Activity
Return the lines below that carry the word "purchase".

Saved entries
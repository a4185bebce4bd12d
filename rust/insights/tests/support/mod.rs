mod harness;

pub use harness::*;
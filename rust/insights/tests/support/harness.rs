use axum::{
    body::{self, Body},
    http::{self, Request, StatusCode},
    Router,
};
use insights::{
    config::AppConfig,
    models::{InsightQuery, Series},
    query::InsightsEngine,
    server::Server,
    sqlite::SqliteStore,
    store::Store,
};
use serde::Serialize;
use serde_json::{json, Value};
use std::sync::{Arc, Once};
use tower::ServiceExt;
use uuid::Uuid;

static TRACING_INIT: Once = Once::new();

pub const SITE: &str = "site-a";

/// Internal event rows: `(id, website, session, event, created_at, url_path, browser, os, country)`.
/// Rows 1-5 fall on 2025-08-01 UTC, row 6 the day before and row 7 on the
/// exclusive end of a one-day window.
#[allow(clippy::type_complexity)]
const WEBSITE_EVENTS: &[(i64, &str, &str, &str, &str, &str, &str, &str, Option<&str>)] = &[
    (1, SITE, "s1", "pageview", "2025-08-01 09:00:00", "/home", "chrome", "mac", Some("DE")),
    (2, SITE, "s1", "signup", "2025-08-01 09:05:00", "/signup", "chrome", "mac", Some("DE")),
    (3, SITE, "s2", "pageview", "2025-08-01 12:30:00", "/pricing", "firefox", "linux", Some("US")),
    (4, SITE, "s3", "pageview", "2025-08-01 18:45:00", "/Home_Page", "safari", "ios", None),
    (5, SITE, "s3", "purchase", "2025-08-01 23:59:59", "/checkout", "safari", "ios", Some("FR")),
    (6, SITE, "s4", "pageview", "2025-07-31 23:59:59", "/home", "chrome", "windows", Some("DE")),
    (7, SITE, "s5", "pageview", "2025-08-02 00:00:00", "/home", "edge", "windows", Some("US")),
    (8, "site-b", "s9", "pageview", "2025-08-01 10:00:00", "/home", "chrome", "mac", Some("DE")),
];

pub const SITE_EVENT_COUNT: usize = 7;

const INTERNAL_SCHEMA: &str = r#"
CREATE TABLE website_event (
    id INTEGER PRIMARY KEY,
    website_id TEXT NOT NULL,
    session_id TEXT,
    event_name TEXT NOT NULL,
    created_at TEXT NOT NULL,
    created_date TEXT NOT NULL,
    url_path TEXT,
    url_query TEXT,
    referrer_domain TEXT,
    page_title TEXT,
    hostname TEXT,
    browser TEXT,
    os TEXT,
    device TEXT,
    screen TEXT,
    language TEXT,
    country TEXT,
    subdivision1 TEXT,
    city TEXT
);
"#;

/// Wide rows keep `created_at` in epoch milliseconds and `shipped_at` in
/// epoch seconds. Row 5 lies past a 2025-08-01..03 window. Event 4 carries
/// its `plan` parameter twice.
const WAREHOUSE_SCHEMA: &str = r#"
CREATE TABLE orders_wide (
    id INTEGER PRIMARY KEY,
    user_id TEXT NOT NULL,
    kind TEXT NOT NULL,
    amount REAL,
    channel TEXT,
    created_at INTEGER NOT NULL,
    created_date TEXT NOT NULL,
    shipped_at INTEGER
);
INSERT INTO orders_wide VALUES
    (1, 'u1', 'checkout', 5.0, 'web', 1754035200000, '2025-08-01', 1754049600),
    (2, 'u1', 'checkout', 10.0, 'web', 1754078400000, '2025-08-01', 1754125200),
    (3, 'u2', 'checkout', 20.0, 'mobile', 1754128800000, '2025-08-02', NULL),
    (4, 'u3', 'refund', 20.5, 'web', 1754177400000, '2025-08-02', 1754179200),
    (5, 'u2', 'checkout', 99.0, 'store', 1754182800000, '2025-08-03', 1754182800);

CREATE TABLE events (
    id INTEGER PRIMARY KEY,
    event_name TEXT NOT NULL,
    session_id TEXT,
    created_at TEXT NOT NULL
);
INSERT INTO events VALUES
    (1, 'view', 's1', '2025-08-01 10:00:00'),
    (2, 'purchase', 's1', '2025-08-01 10:05:00'),
    (3, 'purchase', 's2', '2025-08-01 11:00:00'),
    (4, 'purchase', 's2', '2025-08-02 09:00:00'),
    (5, 'view', 's3', '2025-08-02 15:00:00');

CREATE TABLE event_params (
    event_id INTEGER NOT NULL,
    name TEXT NOT NULL,
    value TEXT
);
INSERT INTO event_params VALUES
    (2, 'plan', 'pro'), (2, 'amount', '30'),
    (3, 'plan', 'free'), (3, 'amount', '5'),
    (4, 'plan', 'pro'), (4, 'amount', '12'),
    (4, 'plan', 'pro');
"#;

fn applications() -> Value {
    let wide = |name: &str, date_column: Option<&str>, table: &str| {
        json!({
            "type": "wideTable",
            "name": name,
            "tableName": table,
            "createdAtField": "created_at",
            "createdAtFieldType": "timestampMs",
            "dateBasedCreatedAtField": date_column,
            "distinctField": "user_id",
            "eventNameField": "kind",
            "fields": [
                {"name": "amount", "type": "number"},
                {"name": "channel", "type": "string"},
                {"name": "shipped_at", "type": "date", "encoding": "timestamp"}
            ]
        })
    };
    json!([
        wide("orders", Some("created_date"), "orders_wide"),
        wide("orders_plain", None, "orders_wide"),
        wide("broken", None, "missing_table"),
        {
            "type": "longTable",
            "name": "shop",
            "eventTable": {
                "name": "events",
                "eventNameField": "event_name",
                "sessionIdField": "session_id",
                "createdAtField": "created_at",
                "createdAtFieldType": "datetime"
            },
            "eventParametersTable": {
                "name": "event_params",
                "paramsNameField": "name",
                "paramsValueField": "value"
            }
        }
    ])
}

/// An engine over a seeded in-memory internal store and, optionally, a
/// seeded shared-memory warehouse.
pub struct Fixture {
    pub engine: InsightsEngine,
    router: Router,
    pub warehouse_url: Option<String>,
    // Keeps the shared-memory warehouse alive.
    _warehouse: Option<SqliteStore>,
}

impl Fixture {
    pub async fn post<T>(&self, path: &str, payload: &T) -> http::Response<Body>
    where
        T: Serialize,
    {
        let body = serde_json::to_vec(payload).expect("request payload should serialize");
        let request = Request::builder()
            .method("POST")
            .uri(path)
            .header(http::header::CONTENT_TYPE, "application/json")
            .body(Body::from(body))
            .expect("failed to build harness request");
        self.send(request).await
    }

    pub async fn get(&self, path: &str) -> http::Response<Body> {
        let request = Request::builder()
            .uri(path)
            .body(Body::empty())
            .expect("failed to build harness request");
        self.send(request).await
    }

    async fn send(&self, request: Request<Body>) -> http::Response<Body> {
        self.router
            .clone()
            .oneshot(request)
            .await
            .expect("router should handle harness request")
    }
}

pub async fn fixture() -> Fixture {
    let path = format!("file:warehouse-{}?mode=memory&cache=shared", Uuid::new_v4());
    let warehouse = SqliteStore::open(&path).expect("open warehouse");
    warehouse
        .execute_batch(WAREHOUSE_SCHEMA)
        .await
        .expect("seed warehouse");

    let url = format!("sqlite://{path}");
    let config = AppConfig::embedded("sqlite::memory:")
        .with_warehouse(Some(url.clone()), applications().to_string());
    build(config, Some(url), Some(warehouse)).await
}

pub async fn fixture_without_warehouse() -> Fixture {
    build(AppConfig::embedded("sqlite::memory:"), None, None).await
}

async fn build(
    config: AppConfig,
    warehouse_url: Option<String>,
    warehouse: Option<SqliteStore>,
) -> Fixture {
    TRACING_INIT.call_once(|| {
        let _ = tracing_subscriber::fmt::try_init();
    });

    let config = Arc::new(config);
    let engine = InsightsEngine::from_config(Arc::clone(&config)).expect("engine");
    let Store::Sqlite(internal) = engine.internal_store() else {
        panic!("fixture engine should run on sqlite");
    };
    internal
        .execute_batch(&internal_seed())
        .await
        .expect("seed internal store");

    let router = Server::with_engine(config, engine.clone()).router();
    Fixture {
        engine,
        router,
        warehouse_url,
        _warehouse: warehouse,
    }
}

fn internal_seed() -> String {
    let mut sql = INTERNAL_SCHEMA.to_string();
    for (id, website, session, event, created_at, path, browser, os, country) in WEBSITE_EVENTS {
        let country = country.map_or("NULL".to_string(), |c| format!("'{c}'"));
        let created_date = &created_at[..10];
        sql.push_str(&format!(
            "INSERT INTO website_event (id, website_id, session_id, event_name, created_at, created_date, url_path, browser, os, country) \
             VALUES ({id}, '{website}', '{session}', '{event}', '{created_at}', '{created_date}', '{path}', '{browser}', '{os}', {country});\n"
        ));
    }
    sql
}

pub fn insight_query(value: Value) -> InsightQuery {
    serde_json::from_value(value).expect("query fixture should deserialize")
}

/// A UTC `day` query over `[start, end)`.
pub fn day_query(
    insight_id: &str,
    insight_type: &str,
    start: &str,
    end: &str,
    metrics: Value,
    filters: Value,
    groups: Value,
) -> InsightQuery {
    insight_query(json!({
        "insightId": insight_id,
        "insightType": insight_type,
        "time": {"startAt": start, "endAt": end, "unit": "day", "timezone": "UTC"},
        "metrics": metrics,
        "filters": filters,
        "groups": groups
    }))
}

pub fn points(series: &Series) -> Vec<(String, f64)> {
    series
        .data
        .iter()
        .map(|point| (point.date.clone(), point.value))
        .collect()
}

pub fn total(series: &[Series]) -> f64 {
    series
        .iter()
        .flat_map(|s| s.data.iter())
        .map(|point| point.value)
        .sum()
}

pub fn names(series: &[Series]) -> Vec<&str> {
    series.iter().map(|s| s.name.as_str()).collect()
}

pub async fn read_json(response: http::Response<Body>) -> (StatusCode, Value) {
    let status = response.status();
    let bytes = body::to_bytes(response.into_body(), 1024 * 1024)
        .await
        .expect("response body should deserialize");
    let value =
        serde_json::from_slice::<Value>(&bytes).expect("response body should be valid JSON");
    (status, value)
}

Exercise result
    (5, SITE, "s3", "purchase", "2025-08-01 23:59:59", "/checkout", "safari", "ios", Some("FR")),
    (2, 'purchase', 's1', '2025-08-01 10:05:00'),
    (3, 'purchase', 's2', '2025-08-01 11:00:00'),
    (4, 'purchase', 's2', '2025-08-02 09:00:00'),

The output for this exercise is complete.